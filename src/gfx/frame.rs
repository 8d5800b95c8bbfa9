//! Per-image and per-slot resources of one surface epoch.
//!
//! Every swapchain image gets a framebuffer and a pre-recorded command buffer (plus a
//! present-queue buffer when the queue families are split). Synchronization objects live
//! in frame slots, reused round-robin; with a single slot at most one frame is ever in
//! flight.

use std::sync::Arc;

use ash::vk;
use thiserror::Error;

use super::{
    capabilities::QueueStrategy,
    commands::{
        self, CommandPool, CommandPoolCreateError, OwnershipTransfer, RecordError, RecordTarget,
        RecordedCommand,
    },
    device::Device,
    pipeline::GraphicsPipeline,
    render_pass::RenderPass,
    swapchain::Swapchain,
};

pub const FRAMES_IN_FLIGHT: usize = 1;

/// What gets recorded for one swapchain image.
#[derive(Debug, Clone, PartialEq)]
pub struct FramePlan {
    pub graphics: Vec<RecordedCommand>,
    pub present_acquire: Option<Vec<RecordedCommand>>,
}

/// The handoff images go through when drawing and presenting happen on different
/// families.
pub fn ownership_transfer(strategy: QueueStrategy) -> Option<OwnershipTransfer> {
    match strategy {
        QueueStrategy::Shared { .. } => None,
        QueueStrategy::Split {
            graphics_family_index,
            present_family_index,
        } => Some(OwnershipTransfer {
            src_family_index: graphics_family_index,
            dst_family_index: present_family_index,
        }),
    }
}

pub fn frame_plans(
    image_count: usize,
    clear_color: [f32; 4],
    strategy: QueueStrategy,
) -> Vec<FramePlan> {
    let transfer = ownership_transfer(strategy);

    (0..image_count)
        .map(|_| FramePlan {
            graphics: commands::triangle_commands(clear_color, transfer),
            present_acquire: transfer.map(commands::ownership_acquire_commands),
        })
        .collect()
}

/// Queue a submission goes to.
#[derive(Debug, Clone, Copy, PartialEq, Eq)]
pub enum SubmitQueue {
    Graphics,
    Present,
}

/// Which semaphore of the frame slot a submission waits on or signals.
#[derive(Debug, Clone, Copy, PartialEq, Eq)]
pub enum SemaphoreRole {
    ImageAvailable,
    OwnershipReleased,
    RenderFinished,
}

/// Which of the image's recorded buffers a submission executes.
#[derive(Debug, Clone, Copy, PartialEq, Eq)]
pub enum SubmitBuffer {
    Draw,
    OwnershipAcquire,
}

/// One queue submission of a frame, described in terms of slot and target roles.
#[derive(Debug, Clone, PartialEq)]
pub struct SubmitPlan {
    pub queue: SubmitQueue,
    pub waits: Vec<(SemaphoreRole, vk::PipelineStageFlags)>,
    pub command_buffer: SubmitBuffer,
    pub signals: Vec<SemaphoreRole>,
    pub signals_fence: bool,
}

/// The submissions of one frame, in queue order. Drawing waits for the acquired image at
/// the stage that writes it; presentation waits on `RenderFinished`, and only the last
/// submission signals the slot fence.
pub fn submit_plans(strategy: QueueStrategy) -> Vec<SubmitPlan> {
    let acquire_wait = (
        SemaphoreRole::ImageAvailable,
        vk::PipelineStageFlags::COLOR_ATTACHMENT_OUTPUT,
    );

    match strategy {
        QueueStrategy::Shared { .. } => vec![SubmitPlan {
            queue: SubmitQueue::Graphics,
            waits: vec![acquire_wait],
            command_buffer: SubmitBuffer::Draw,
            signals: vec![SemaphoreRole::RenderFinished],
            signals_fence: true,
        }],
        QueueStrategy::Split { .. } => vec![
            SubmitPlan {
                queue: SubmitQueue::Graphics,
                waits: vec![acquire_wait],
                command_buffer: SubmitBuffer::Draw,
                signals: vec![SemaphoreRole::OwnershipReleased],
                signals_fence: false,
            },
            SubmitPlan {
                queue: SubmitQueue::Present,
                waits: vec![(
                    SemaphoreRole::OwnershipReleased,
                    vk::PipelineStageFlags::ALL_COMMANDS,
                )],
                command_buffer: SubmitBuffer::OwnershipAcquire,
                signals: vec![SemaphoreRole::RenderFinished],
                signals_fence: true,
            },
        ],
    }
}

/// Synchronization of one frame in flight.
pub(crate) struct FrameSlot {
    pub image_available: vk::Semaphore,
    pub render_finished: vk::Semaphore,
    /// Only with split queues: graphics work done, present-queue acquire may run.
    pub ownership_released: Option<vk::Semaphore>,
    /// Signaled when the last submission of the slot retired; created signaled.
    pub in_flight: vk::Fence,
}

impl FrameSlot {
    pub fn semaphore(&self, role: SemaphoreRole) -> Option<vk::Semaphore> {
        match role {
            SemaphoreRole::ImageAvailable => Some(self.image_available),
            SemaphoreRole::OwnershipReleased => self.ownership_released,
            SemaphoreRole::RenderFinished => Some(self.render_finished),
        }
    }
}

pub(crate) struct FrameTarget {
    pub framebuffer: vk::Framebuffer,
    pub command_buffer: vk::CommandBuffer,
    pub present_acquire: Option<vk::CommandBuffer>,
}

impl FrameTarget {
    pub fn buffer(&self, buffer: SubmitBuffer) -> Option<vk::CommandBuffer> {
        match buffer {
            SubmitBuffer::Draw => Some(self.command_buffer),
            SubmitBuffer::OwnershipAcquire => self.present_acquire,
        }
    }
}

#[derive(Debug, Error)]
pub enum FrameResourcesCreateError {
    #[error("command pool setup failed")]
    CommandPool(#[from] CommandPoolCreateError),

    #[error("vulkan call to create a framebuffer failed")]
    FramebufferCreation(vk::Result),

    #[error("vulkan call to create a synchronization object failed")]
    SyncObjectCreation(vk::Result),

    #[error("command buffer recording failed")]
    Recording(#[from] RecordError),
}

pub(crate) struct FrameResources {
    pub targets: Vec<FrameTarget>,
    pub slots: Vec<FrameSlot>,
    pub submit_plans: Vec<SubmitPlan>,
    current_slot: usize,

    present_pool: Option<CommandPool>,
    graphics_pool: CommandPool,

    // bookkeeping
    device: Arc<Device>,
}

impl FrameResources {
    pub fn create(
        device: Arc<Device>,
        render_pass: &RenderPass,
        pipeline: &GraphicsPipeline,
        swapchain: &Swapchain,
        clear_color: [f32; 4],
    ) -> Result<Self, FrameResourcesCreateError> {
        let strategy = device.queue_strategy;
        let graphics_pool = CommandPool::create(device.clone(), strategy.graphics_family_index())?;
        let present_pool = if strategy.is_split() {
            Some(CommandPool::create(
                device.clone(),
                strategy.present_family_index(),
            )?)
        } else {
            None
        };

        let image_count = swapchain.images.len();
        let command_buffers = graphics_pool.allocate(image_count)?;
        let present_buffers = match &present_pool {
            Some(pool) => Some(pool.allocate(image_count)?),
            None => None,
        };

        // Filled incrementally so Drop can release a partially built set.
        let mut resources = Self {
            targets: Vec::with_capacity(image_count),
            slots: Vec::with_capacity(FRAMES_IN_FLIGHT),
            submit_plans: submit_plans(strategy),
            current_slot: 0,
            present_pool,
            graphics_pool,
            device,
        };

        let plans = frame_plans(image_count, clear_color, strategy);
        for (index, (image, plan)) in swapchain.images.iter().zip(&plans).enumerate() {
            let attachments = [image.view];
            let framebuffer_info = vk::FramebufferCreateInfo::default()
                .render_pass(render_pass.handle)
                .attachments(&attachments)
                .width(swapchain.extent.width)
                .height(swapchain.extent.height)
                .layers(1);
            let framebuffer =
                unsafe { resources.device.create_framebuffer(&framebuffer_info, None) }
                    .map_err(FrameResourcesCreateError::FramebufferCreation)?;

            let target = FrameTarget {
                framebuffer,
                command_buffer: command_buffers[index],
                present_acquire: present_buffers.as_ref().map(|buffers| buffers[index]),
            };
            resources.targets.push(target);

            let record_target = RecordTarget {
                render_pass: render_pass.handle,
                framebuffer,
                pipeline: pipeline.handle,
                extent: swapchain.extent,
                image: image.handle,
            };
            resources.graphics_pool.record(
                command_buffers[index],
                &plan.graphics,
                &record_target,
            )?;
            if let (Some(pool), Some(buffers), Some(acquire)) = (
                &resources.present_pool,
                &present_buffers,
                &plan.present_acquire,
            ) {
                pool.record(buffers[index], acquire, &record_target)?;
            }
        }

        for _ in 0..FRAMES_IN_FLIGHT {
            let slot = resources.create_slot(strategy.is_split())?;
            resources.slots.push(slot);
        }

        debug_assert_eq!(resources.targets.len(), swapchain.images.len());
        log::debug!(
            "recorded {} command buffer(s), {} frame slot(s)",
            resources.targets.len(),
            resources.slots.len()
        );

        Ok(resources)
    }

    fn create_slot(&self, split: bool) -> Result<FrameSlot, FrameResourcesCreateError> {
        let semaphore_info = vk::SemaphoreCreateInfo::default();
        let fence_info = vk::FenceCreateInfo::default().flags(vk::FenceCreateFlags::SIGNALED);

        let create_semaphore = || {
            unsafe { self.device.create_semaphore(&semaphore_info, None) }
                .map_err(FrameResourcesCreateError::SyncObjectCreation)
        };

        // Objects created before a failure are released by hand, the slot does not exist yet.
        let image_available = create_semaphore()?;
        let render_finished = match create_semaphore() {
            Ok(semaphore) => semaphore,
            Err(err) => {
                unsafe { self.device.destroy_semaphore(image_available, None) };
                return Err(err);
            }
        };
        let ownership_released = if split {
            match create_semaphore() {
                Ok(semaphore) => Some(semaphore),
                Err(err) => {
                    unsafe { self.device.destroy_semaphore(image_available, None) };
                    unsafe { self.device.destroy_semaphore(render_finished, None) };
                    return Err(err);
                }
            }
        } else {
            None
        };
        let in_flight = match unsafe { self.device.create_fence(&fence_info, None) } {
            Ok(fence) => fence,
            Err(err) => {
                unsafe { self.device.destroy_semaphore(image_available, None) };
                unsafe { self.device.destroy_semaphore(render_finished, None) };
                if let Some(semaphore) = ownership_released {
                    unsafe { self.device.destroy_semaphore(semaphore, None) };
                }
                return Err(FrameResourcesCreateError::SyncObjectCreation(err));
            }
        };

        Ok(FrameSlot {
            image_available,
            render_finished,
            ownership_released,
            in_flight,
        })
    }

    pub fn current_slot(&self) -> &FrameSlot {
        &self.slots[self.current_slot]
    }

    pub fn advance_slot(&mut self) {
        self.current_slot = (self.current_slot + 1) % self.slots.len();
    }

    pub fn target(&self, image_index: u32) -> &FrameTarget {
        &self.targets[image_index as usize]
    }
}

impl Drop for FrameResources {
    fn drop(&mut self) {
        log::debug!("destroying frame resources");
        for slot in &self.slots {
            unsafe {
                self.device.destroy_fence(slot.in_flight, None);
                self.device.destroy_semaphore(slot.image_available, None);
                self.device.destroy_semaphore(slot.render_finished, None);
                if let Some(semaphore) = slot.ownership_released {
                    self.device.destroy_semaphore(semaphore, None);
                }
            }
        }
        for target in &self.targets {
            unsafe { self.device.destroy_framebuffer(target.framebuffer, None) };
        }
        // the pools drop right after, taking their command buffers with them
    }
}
+===+
## YOUR ASSIGNMENT
There is a line above that contains "self.device.destroy_semaphore(slot.render_finished, None);". Copy it and all later lines through the last, exactly, and leave out the rest.

## WRITTEN SOLUTION
                self.device.destroy_semaphore(slot.render_finished, None);
                if let Some(semaphore) = slot.ownership_released {
                    self.device.destroy_semaphore(semaphore, None);
                }
            }
        }
        for target in &self.targets {
            unsafe { self.device.destroy_framebuffer(target.framebuffer, None) };
        }
        // the pools drop right after, taking their command buffers with them
    }
}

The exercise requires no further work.